- _WORK REQUEST_
Only one stretch of the data below is wanted: the lines starting at the one with "has been created." and ending at the one with "self.commands.iter().filter_map(|c| match c", both included, given again exactly.

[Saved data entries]
_ _ _

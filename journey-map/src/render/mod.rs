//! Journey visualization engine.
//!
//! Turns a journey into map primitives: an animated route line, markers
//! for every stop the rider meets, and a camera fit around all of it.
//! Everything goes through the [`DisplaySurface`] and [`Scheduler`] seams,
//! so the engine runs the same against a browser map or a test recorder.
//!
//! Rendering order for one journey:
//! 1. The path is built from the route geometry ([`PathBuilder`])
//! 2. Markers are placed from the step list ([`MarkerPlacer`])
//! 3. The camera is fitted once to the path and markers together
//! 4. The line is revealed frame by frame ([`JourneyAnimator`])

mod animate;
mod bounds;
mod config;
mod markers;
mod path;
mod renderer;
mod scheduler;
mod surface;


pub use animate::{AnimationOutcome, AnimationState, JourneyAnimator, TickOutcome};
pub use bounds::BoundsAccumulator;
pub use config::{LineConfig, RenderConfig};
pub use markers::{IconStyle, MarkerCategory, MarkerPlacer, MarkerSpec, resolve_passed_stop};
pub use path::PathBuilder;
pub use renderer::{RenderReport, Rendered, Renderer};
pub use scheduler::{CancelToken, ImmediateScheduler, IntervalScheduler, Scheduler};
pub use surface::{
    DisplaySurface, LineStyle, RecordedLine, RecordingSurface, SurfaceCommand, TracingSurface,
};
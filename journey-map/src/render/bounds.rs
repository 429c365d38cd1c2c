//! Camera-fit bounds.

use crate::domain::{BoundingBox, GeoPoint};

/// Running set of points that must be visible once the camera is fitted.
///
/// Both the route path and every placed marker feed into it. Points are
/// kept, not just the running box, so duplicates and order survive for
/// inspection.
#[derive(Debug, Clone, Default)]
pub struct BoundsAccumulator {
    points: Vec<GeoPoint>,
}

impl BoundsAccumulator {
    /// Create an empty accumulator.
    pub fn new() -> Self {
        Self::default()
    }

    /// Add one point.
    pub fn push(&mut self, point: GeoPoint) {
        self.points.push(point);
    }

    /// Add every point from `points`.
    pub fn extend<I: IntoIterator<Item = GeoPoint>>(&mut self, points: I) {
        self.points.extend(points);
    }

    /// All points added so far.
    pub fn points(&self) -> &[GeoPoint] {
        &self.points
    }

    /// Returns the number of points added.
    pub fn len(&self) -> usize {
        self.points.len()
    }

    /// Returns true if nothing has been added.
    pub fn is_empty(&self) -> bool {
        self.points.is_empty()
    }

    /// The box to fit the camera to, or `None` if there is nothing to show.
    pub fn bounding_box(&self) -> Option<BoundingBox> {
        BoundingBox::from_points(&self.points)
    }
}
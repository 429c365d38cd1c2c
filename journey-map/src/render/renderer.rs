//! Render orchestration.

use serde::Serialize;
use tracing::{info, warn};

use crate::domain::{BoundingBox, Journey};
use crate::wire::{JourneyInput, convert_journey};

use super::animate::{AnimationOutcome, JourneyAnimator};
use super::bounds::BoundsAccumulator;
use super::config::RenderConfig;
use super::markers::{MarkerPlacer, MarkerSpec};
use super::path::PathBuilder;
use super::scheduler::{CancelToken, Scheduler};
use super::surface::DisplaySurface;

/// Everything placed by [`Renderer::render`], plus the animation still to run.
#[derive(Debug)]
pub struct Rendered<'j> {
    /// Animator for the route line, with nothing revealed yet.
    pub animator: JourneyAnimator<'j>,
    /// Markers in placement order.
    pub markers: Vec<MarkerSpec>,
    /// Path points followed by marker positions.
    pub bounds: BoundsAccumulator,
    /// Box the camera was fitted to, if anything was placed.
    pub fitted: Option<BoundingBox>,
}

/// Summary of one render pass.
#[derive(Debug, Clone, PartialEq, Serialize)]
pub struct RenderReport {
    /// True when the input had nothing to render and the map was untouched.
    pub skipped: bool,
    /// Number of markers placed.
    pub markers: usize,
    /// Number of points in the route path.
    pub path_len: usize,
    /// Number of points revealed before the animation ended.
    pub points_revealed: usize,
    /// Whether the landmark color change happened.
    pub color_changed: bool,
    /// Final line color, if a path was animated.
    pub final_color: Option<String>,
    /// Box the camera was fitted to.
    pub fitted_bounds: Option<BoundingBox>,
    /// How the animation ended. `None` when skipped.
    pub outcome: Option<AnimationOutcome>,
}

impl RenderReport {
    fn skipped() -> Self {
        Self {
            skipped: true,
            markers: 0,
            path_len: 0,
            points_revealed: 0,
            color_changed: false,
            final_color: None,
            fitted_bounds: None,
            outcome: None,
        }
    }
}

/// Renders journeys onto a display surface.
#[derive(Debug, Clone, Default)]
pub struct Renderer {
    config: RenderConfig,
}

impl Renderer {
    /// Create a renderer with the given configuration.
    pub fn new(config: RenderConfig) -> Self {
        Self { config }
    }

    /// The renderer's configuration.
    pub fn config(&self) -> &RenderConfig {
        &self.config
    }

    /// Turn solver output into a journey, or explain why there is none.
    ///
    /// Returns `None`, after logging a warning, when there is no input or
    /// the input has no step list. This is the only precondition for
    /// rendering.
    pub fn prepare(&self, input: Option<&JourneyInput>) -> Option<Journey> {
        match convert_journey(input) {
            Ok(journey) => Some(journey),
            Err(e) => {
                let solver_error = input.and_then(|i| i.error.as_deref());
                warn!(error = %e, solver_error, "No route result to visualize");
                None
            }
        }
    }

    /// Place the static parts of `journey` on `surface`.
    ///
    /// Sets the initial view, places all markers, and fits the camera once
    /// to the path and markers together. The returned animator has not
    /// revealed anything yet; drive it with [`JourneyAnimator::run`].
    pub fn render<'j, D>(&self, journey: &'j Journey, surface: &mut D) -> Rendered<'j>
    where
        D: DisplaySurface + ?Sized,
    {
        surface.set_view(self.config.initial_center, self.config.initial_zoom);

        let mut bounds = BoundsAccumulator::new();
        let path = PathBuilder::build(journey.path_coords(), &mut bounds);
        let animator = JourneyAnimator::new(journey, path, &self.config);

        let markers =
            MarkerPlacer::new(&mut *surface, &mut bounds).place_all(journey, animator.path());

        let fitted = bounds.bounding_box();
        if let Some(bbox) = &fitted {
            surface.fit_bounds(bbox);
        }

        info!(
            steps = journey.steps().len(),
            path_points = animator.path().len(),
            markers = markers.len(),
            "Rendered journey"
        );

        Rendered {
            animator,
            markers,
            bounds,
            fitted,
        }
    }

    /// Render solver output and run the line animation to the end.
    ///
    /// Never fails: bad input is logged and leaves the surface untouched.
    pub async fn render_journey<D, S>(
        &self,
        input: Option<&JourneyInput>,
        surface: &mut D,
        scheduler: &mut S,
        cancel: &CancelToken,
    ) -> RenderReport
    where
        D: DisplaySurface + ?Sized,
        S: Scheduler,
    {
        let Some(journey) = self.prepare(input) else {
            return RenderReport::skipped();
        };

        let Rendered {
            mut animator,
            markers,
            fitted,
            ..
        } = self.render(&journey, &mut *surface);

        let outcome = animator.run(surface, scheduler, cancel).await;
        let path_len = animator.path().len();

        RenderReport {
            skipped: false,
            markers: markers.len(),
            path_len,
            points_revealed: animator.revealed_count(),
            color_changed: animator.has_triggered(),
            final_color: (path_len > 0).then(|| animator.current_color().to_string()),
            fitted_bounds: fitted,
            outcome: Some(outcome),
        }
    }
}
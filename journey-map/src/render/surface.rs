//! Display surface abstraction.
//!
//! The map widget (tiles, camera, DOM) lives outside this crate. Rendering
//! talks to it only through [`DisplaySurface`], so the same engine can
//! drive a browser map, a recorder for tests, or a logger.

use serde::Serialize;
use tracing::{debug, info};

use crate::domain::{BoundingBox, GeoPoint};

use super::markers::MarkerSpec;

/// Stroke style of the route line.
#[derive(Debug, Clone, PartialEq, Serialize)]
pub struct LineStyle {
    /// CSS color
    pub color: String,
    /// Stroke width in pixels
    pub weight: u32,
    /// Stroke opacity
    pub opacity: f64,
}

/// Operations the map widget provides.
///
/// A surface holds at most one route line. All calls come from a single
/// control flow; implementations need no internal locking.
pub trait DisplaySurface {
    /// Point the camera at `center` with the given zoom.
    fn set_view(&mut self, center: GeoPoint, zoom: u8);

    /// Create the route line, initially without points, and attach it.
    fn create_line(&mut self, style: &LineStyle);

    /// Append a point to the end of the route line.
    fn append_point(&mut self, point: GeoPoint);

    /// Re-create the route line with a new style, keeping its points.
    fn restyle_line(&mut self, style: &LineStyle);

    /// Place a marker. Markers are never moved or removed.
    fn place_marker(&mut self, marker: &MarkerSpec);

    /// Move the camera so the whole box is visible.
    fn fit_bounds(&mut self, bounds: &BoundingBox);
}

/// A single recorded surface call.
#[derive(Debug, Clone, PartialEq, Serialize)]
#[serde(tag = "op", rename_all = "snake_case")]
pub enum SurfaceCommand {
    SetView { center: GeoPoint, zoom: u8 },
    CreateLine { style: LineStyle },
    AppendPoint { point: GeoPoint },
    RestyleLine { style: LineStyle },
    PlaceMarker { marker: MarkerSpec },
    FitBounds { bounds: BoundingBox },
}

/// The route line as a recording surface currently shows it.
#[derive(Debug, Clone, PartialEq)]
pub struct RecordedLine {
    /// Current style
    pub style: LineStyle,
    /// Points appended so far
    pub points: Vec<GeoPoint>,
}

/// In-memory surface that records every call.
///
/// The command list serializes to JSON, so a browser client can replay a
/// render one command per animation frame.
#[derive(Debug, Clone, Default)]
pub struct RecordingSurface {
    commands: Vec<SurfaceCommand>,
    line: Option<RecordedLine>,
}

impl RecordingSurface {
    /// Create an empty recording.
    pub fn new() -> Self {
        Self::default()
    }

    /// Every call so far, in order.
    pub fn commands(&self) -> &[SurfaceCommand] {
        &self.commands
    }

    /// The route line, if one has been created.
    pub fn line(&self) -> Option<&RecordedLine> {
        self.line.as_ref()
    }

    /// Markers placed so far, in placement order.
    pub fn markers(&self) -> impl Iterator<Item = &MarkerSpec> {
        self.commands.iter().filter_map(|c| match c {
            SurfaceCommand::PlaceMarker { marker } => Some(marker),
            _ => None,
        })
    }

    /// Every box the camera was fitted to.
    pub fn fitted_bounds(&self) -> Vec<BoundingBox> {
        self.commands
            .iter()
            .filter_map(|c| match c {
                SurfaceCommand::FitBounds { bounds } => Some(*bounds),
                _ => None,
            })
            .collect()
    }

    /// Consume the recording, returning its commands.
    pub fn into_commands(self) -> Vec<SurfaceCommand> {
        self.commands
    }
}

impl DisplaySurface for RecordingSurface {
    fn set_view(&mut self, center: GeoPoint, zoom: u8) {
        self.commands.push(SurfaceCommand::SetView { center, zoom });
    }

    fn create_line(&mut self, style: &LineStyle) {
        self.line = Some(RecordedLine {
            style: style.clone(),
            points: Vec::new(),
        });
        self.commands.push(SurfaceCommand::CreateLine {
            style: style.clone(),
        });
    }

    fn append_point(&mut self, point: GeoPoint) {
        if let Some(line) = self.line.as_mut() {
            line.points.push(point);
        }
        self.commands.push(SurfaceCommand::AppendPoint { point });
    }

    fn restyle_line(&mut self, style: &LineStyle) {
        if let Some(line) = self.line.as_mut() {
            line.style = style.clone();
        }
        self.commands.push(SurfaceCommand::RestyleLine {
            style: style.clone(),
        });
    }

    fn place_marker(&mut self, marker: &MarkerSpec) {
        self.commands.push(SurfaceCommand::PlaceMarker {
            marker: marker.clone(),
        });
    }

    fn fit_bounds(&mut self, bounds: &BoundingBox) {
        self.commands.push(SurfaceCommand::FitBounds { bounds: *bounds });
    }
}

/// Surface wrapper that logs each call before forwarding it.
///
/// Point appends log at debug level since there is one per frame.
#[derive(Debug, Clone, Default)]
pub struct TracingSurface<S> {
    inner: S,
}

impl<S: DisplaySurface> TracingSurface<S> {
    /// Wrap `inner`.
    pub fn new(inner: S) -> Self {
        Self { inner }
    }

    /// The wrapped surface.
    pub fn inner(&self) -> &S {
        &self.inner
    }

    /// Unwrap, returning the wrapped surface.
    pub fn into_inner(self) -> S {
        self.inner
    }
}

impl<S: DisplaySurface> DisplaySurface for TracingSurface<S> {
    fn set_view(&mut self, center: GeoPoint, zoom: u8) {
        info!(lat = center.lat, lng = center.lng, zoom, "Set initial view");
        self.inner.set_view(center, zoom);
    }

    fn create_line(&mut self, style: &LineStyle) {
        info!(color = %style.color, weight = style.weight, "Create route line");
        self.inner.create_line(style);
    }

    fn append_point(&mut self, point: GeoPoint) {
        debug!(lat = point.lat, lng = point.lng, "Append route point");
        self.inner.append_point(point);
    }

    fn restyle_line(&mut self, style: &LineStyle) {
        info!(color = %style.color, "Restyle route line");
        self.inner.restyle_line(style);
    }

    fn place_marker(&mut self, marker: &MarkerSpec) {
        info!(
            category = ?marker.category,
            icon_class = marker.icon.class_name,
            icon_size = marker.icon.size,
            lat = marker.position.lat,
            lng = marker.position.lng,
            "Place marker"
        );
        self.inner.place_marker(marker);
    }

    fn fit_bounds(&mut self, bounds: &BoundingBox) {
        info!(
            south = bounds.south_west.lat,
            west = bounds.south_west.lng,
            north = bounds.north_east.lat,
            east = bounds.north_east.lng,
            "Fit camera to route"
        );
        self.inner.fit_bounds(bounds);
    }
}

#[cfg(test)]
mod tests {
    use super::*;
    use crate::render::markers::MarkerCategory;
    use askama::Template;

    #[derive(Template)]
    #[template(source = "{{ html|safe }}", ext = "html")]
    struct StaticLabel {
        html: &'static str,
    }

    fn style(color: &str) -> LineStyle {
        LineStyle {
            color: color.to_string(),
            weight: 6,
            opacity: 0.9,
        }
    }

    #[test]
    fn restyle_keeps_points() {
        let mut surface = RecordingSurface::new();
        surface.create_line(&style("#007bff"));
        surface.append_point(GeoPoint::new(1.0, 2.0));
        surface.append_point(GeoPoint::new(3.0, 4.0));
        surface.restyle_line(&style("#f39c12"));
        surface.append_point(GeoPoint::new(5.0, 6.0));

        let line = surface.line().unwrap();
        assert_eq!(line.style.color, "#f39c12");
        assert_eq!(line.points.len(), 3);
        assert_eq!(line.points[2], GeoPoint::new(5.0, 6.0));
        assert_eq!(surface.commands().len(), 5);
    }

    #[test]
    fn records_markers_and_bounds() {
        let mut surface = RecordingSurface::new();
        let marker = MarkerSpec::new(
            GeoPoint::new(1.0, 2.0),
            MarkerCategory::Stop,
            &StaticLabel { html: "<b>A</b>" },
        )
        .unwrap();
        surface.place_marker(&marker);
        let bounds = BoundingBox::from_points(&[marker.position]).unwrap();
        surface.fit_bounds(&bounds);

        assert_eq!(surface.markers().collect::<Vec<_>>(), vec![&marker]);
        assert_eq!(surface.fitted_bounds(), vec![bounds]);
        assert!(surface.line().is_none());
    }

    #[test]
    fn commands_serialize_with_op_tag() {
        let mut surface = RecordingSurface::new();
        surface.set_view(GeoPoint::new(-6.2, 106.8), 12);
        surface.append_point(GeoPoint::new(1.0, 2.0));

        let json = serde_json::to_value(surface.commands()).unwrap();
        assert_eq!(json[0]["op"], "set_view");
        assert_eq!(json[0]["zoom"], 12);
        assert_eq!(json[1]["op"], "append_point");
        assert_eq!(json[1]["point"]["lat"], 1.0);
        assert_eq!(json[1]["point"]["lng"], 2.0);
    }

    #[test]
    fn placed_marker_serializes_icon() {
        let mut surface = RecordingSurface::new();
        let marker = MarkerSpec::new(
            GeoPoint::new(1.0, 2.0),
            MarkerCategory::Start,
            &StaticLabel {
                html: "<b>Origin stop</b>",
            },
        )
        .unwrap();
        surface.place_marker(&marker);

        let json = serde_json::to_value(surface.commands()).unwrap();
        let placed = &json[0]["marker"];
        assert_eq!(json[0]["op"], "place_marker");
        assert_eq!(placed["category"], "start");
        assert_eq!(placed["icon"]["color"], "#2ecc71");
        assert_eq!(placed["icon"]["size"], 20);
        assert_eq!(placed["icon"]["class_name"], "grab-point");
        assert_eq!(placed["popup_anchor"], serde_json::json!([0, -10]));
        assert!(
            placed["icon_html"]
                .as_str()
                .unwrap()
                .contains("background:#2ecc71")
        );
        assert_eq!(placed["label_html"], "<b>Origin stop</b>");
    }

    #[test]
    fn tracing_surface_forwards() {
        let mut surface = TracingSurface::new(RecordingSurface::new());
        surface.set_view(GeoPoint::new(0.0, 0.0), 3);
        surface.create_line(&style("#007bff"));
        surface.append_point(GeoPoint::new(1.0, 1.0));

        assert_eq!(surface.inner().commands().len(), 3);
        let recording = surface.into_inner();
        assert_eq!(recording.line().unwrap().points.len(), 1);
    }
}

_ _ _

- _EXERCISE ANSWER_
    /// The route line, if one has been created.
    pub fn line(&self) -> Option<&RecordedLine> {
        self.line.as_ref()
    }

    /// Markers placed so far, in placement order.
    pub fn markers(&self) -> impl Iterator<Item = &MarkerSpec> {
        self.commands.iter().filter_map(|c| match c {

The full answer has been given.